In 2000, there were 305 workers who commuted into the municipality and 191 workers who commuted away. The municipality is a net importer of workers, with about 1.6 workers entering the municipality for every one leaving. About 46.2% of the workforce coming into Besazio are coming from outside Switzerland. Of the working population, 7% used public transportation to get to work, and 71.5% used a private car.

==Religion==
From the 2000 census, 413 or 82.4% were Roman Catholic, while 36 or 7.2% belonged to the Swiss Reformed Church. There are 41 individuals (or about 8.18% of the population) who belong to another church (not listed on the census), and 11 individuals (or about 2.20% of the population) did not answer the question.

==Education==
The entire Swiss population is generally well educated. In Besazio about 79.6% of the population (between age 25-64) have completed either non-mandatory upper secondary education or additional higher education (either university or a Fachhochschule).

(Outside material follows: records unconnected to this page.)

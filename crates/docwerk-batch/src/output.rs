// SPDX-License-Identifier: PMPL-1.0-or-later
// Copyright (c) 2026 Jonathan D.A. Jewell (hyperpolymath) <jonathan.jewell@open.ac.uk>
//
// Output path allocation.
//
// Names are reserved by creating the file with `create_new`, so two workers
// can never pick the same name and an existing output is never overwritten.
// A reservation deletes its file on drop unless the operation keeps it.

use std::fs::OpenOptions;
use std::path::{Path, PathBuf};

use docwerk_core::error::{DocwerkError, Result};
use tracing::{debug, warn};

/// Give up after this many taken names.
const MAX_NAME_ATTEMPTS: u32 = 10_000;

/// An empty output file claimed for one operation.
#[derive(Debug)]
pub struct ReservedOutput {
    path: PathBuf,
    keep: bool,
}

impl ReservedOutput {
    /// Claim `<stem><suffix>.<extension>` next to `input` (or in
    /// `output_directory`), falling back to `<stem><suffix>_1.<extension>`,
    /// `_2`, ... while names are taken.
    pub fn reserve(
        input: &Path,
        output_directory: Option<&Path>,
        suffix: &str,
        extension: &str,
    ) -> Result<Self> {
        let directory = match output_directory {
            Some(dir) => {
                std::fs::create_dir_all(dir)?;
                dir.to_path_buf()
            }
            None => input
                .parent()
                .filter(|parent| !parent.as_os_str().is_empty())
                .map(Path::to_path_buf)
                .unwrap_or_else(|| PathBuf::from(".")),
        };
        let stem = input
            .file_stem()
            .map(|stem| stem.to_string_lossy().into_owned())
            .unwrap_or_else(|| "output".to_string());

        for attempt in 0..MAX_NAME_ATTEMPTS {
            let candidate = directory.join(candidate_name(&stem, suffix, extension, attempt));
            match OpenOptions::new().write(true).create_new(true).open(&candidate) {
                Ok(_) => {
                    debug!(path = %candidate.display(), "Output path reserved");
                    return Ok(Self {
                        path: candidate,
                        keep: false,
                    });
                }
                Err(err) if err.kind() == std::io::ErrorKind::AlreadyExists => continue,
                Err(err) => return Err(err.into()),
            }
        }

        Err(DocwerkError::Backend {
            tool: "output".into(),
            detail: format!(
                "no free name for {stem}{suffix}.{extension} in {} after {MAX_NAME_ATTEMPTS} attempts",
                directory.display()
            ),
        })
    }

    pub fn path(&self) -> &Path {
        &self.path
    }

    /// Keep the file and hand back its path.
    pub fn keep(mut self) -> PathBuf {
        self.keep = true;
        std::mem::take(&mut self.path)
    }
}

impl Drop for ReservedOutput {
    fn drop(&mut self) {
        if self.keep {
            return;
        }
        match std::fs::remove_file(&self.path) {
            Ok(()) => debug!(path = %self.path.display(), "Partial output removed"),
            Err(err) if err.kind() == std::io::ErrorKind::NotFound => {}
            Err(err) => warn!(path = %self.path.display(), %err, "Could not remove partial output"),
        }
    }
}

fn candidate_name(stem: &str, suffix: &str, extension: &str, attempt: u32) -> String {
    if attempt == 0 {
        format!("{stem}{suffix}.{extension}")
    } else {
        format!("{stem}{suffix}_{attempt}.{extension}")
    }
}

In Besazio there were a total of 107 students (As of 2009). The Ticino education system provides up to three years of non-mandatory kindergarten and in Besazio there were 17 children in kindergarten. The primary school program lasts for five years. In the municipality, 28 students attended the standard primary schools. In the lower secondary school system, students either attend a two-year middle school followed by a two-year pre-apprenticeship or they attend a four-year program to prepare for higher education. There were 31 students in the two-year middle school, while 20 students were in the four-year advanced program.

The upper secondary school includes several options, but at the end of the upper secondary program, a student will be prepared to enter a trade or to continue on to a university or college. In Ticino, vocational students may either attend school while working on their internship or apprenticeship (which takes three or four years) or may attend school followed by an internship or apprenticeship (which takes one year as a full-time student or one and a half to two years as a part-time student). There were 8 vocational students who were attending school full-time and 3 who attend part-time.

As of 2000, there were 3 students in Besazio who came from another municipality, while 76 residents attended schools outside the municipality.